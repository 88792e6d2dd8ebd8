//! Populate model instances from a raw key-value tree.
//!
//! The [`Hydrator`] combines the [`ModelRegistry`](crate::registry::ModelRegistry),
//! which knows how to construct a model and whether it declares custom
//! attributes, with the [`ModelCache`](crate::ModelCache), which remembers the
//! attribute lists of every model it has seen.
//!
//! Hydration never panics and never aborts half way: a property that cannot be
//! assigned keeps its default value. Only the whole call can fail, with a
//! [`HydrateError`] telling why no instance could be produced.

// -----------------------------------------------------------------------------
// Modules

mod error;
mod hydrated;
mod hydrator;

// -----------------------------------------------------------------------------
// Exports

pub use error::HydrateError;
pub use hydrated::Hydrated;
pub use hydrator::Hydrator;
#![doc = include_str!("../README.md")]
#![cfg_attr(docsrs, feature(doc_cfg))]
#![no_std]

pub use vc_hydrate as hydrate;
use proc_macro2::TokenStream;
use quote::quote;

use crate::derive_data::ModelDerive;

/// Generate implementation code for `Model`.
///
/// Each accessor is a `match` over the own property names. Other names are
/// forwarded to the base field, or rejected when there is none.
pub(crate) fn impl_trait_model(derive: &ModelDerive) -> TokenStream {
    let vc_hydrate_path = derive.vc_hydrate_path();
    let model_ = crate::path::model_(vc_hydrate_path);
    let typed_ = crate::path::typed_(vc_hydrate_path);
    let type_path_ = crate::path::type_path_(vc_hydrate_path);
    let model_info_ = crate::path::model_info_(vc_hydrate_path);
    let property_value_ = crate::path::property_value_(vc_hydrate_path);
    let from_property_value_ = crate::path::from_property_value_(vc_hydrate_path);
    let assign_error_ = crate::path::assign_error_(vc_hydrate_path);
    let ident = derive.ident();

    let names: Vec<&String> = derive.properties().iter().map(|f| &f.name).collect();
    let members: Vec<_> = derive.properties().iter().map(|f| f.ident).collect();
    let types: Vec<_> = derive.properties().iter().map(|f| f.ty).collect();

    let (get_fallback, get_mut_fallback, set_fallback) = match derive.base() {
        Some(base) => {
            let member = base.ident;
            let ty = base.ty;
            (
                quote!(<#ty as #model_>::property(&self.#member, __name)),
                quote!(<#ty as #model_>::property_mut(&mut self.#member, __name)),
                quote!(<#ty as #model_>::set_property(&mut self.#member, __name, __value)),
            )
        }
        None => (
            quote!(::core::option::Option::None),
            quote!(::core::option::Option::None),
            quote! {
                ::core::result::Result::Err(#assign_error_::UnknownProperty {
                    model: <Self as #type_path_>::type_path(),
                    name: ::core::convert::Into::into(__name),
                })
            },
        ),
    };

    quote! {
        #[automatically_derived]
        impl #model_ for #ident {
            #[inline]
            fn reflect_model_info(&self) -> &'static #model_info_ {
                <Self as #typed_>::model_info()
            }

            fn property(&self, __name: &str) -> ::core::option::Option<&dyn ::core::any::Any> {
                match __name {
                    #(
                        #names => ::core::option::Option::Some(&self.#members as &dyn ::core::any::Any),
                    )*
                    _ => #get_fallback,
                }
            }

            fn property_mut(
                &mut self,
                __name: &str,
            ) -> ::core::option::Option<&mut dyn ::core::any::Any> {
                match __name {
                    #(
                        #names => ::core::option::Option::Some(&mut self.#members as &mut dyn ::core::any::Any),
                    )*
                    _ => #get_mut_fallback,
                }
            }

            fn set_property(
                &mut self,
                __name: &str,
                __value: #property_value_,
            ) -> ::core::result::Result<(), #assign_error_> {
                match __name {
                    #(
                        #names => {
                            self.#members = <#types as #from_property_value_>::from_property_value(__value)?;
                            ::core::result::Result::Ok(())
                        }
                    )*
                    _ => #set_fallback,
                }
            }
        }
    }
}
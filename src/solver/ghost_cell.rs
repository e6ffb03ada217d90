//! Ghost-cell derivative: scatter, halo exchange, local stencil, gather.
//!
//! Each rank keeps its partition in a buffer padded with one ghost slot per
//! side. After the halo exchange the forward difference over every interior
//! slot needs no remote data.
//!
//! # Halo exchange ordering
//!
//! Sends are blocking, so the exchange runs in two passes ordered by rank
//! parity. Rightward pass: even ranks send their last interior value right,
//! then receive from the left; odd ranks receive first, then send. The
//! leftward pass mirrors it with the first interior value. In every pass each
//! communicating pair has exactly one side receiving first, so no two ranks
//! wait on each other's send.

use super::comm::{CommunicationBackend, HaloTag};
use super::partition::BlockPartition;
use super::Role;
use crate::error::{AdvectrixError, Result};
use crate::stats::Stats;
use std::time::Instant;

/// Local partition padded with a left and right ghost slot.
///
/// Layout: `[left ghost, interior..., right ghost]`. A ghost with no
/// neighbor behind it stays 0.
#[derive(Debug, Clone)]
pub struct LocalSubdomain {
    buffer: Vec<f64>,
}

impl LocalSubdomain {
    pub fn new(local_points: usize) -> Self {
        Self {
            buffer: vec![0.0; local_points + 2],
        }
    }

    pub fn local_points(&self) -> usize {
        self.buffer.len() - 2
    }

    /// The full padded buffer, ghosts included.
    pub fn as_slice(&self) -> &[f64] {
        &self.buffer
    }

    pub fn interior(&self) -> &[f64] {
        let n = self.local_points();
        &self.buffer[1..=n]
    }

    pub fn interior_mut(&mut self) -> &mut [f64] {
        let n = self.local_points();
        &mut self.buffer[1..=n]
    }

    pub fn left_ghost(&self) -> f64 {
        self.buffer[0]
    }

    pub fn right_ghost(&self) -> f64 {
        self.buffer[self.buffer.len() - 1]
    }

    fn first_interior(&self) -> f64 {
        self.buffer[1]
    }

    fn last_interior(&self) -> f64 {
        self.buffer[self.buffer.len() - 2]
    }

    fn set_left_ghost(&mut self, value: f64) {
        self.buffer[0] = value;
    }

    fn set_right_ghost(&mut self, value: f64) {
        let last = self.buffer.len() - 1;
        self.buffer[last] = value;
    }
}

/// Forward difference over the interior of a ghost-padded buffer.
///
/// `out[i] = (buffer[i + 2] - buffer[i + 1]) / h`, i.e. slot j of the buffer
/// looks one slot to its right.
pub fn forward_difference(buffer: &[f64], h: f64, out: &mut [f64]) {
    assert_eq!(buffer.len(), out.len() + 2, "stencil buffer must carry two ghosts");
    for (d, pair) in out.iter_mut().zip(buffer[1..].windows(2)) {
        *d = (pair[1] - pair[0]) / h;
    }
}

/// Per-rank state of the ghost-cell strategy.
pub struct GhostCellStencil {
    rank: usize,
    role: Role,
    partition: BlockPartition,
    grid_spacing: f64,
    subdomain: LocalSubdomain,
    local_derivative: Vec<f64>,
}

impl GhostCellStencil {
    pub fn new(partition: BlockPartition, rank: usize, role: Role, grid_spacing: f64) -> Self {
        let n_local = partition.local_point_count();
        Self {
            rank,
            role,
            partition,
            grid_spacing,
            subdomain: LocalSubdomain::new(n_local),
            local_derivative: vec![0.0; n_local],
        }
    }

    pub fn subdomain(&self) -> &LocalSubdomain {
        &self.subdomain
    }

    pub fn subdomain_mut(&mut self) -> &mut LocalSubdomain {
        &mut self.subdomain
    }

    /// Compute the derivative of the coordinator's `field` into the
    /// coordinator's `derivative`. Both are ignored on worker ranks.
    pub fn apply(
        &mut self,
        comm: &dyn CommunicationBackend,
        field: &[f64],
        derivative: &mut [f64],
        mut stats: Option<&mut Stats>,
    ) -> Result<()> {
        let _span = tracing::debug_span!("ghost_cell_derivative", rank = self.rank).entered();
        if self.role.is_coordinator() {
            let n = self.partition.grid_points();
            if field.len() != n || derivative.len() != n {
                return Err(AdvectrixError::Communication(format!(
                    "coordinator buffers must hold {n} values, got field={} derivative={}",
                    field.len(),
                    derivative.len()
                )));
            }
        }

        let t = Instant::now();
        comm.scatter(field, self.subdomain.interior_mut())?;
        if let Some(ref mut s) = stats {
            s.distribute += t.elapsed();
        }

        let t = Instant::now();
        let messages = self.exchange_halo(comm)?;
        if let Some(ref mut s) = stats {
            s.halo_exchange += t.elapsed();
            s.halo_messages += messages;
        }

        let t = Instant::now();
        forward_difference(
            self.subdomain.as_slice(),
            self.grid_spacing,
            &mut self.local_derivative,
        );
        if let Some(ref mut s) = stats {
            s.local_derivative += t.elapsed();
        }

        let t = Instant::now();
        comm.gather(&self.local_derivative, derivative)?;
        if let Some(ref mut s) = stats {
            s.gather += t.elapsed();
        }
        Ok(())
    }

    /// Refresh both ghost slots from the neighbors. Returns the number of
    /// messages this rank sent.
    pub fn exchange_halo(&mut self, comm: &dyn CommunicationBackend) -> Result<u64> {
        let rank = self.rank;
        let has_left = self.partition.has_left_neighbor(rank);
        let has_right = self.partition.has_right_neighbor(rank);
        let sends_first = rank % 2 == 0;
        let mut sent = 0;
        let mut incoming = [0.0];

        // Rightward: our last interior value becomes the right neighbor's left ghost.
        let outgoing = [self.subdomain.last_interior()];
        if sends_first {
            if has_right {
                comm.send(&outgoing, rank + 1, HaloTag::LeftBoundary)?;
                sent += 1;
            }
            if has_left {
                comm.receive(&mut incoming, rank - 1, HaloTag::LeftBoundary)?;
                self.subdomain.set_left_ghost(incoming[0]);
            }
        } else {
            if has_left {
                comm.receive(&mut incoming, rank - 1, HaloTag::LeftBoundary)?;
                self.subdomain.set_left_ghost(incoming[0]);
            }
            if has_right {
                comm.send(&outgoing, rank + 1, HaloTag::LeftBoundary)?;
                sent += 1;
            }
        }

        // Leftward: our first interior value becomes the left neighbor's right ghost.
        let outgoing = [self.subdomain.first_interior()];
        if sends_first {
            if has_left {
                comm.send(&outgoing, rank - 1, HaloTag::RightBoundary)?;
                sent += 1;
            }
            if has_right {
                comm.receive(&mut incoming, rank + 1, HaloTag::RightBoundary)?;
                self.subdomain.set_right_ghost(incoming[0]);
            }
        } else {
            if has_right {
                comm.receive(&mut incoming, rank + 1, HaloTag::RightBoundary)?;
                self.subdomain.set_right_ghost(incoming[0]);
            }
            if has_left {
                comm.send(&outgoing, rank - 1, HaloTag::RightBoundary)?;
                sent += 1;
            }
        }

        Ok(sent)
    }
}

Problem details: Find every line in the records that has the word "keeps". Copy those lines.

Your response:
//! assigned keeps its default value. Only the whole call can fail, with a
//! Each rank keeps its partition in a buffer padded with one ghost slot per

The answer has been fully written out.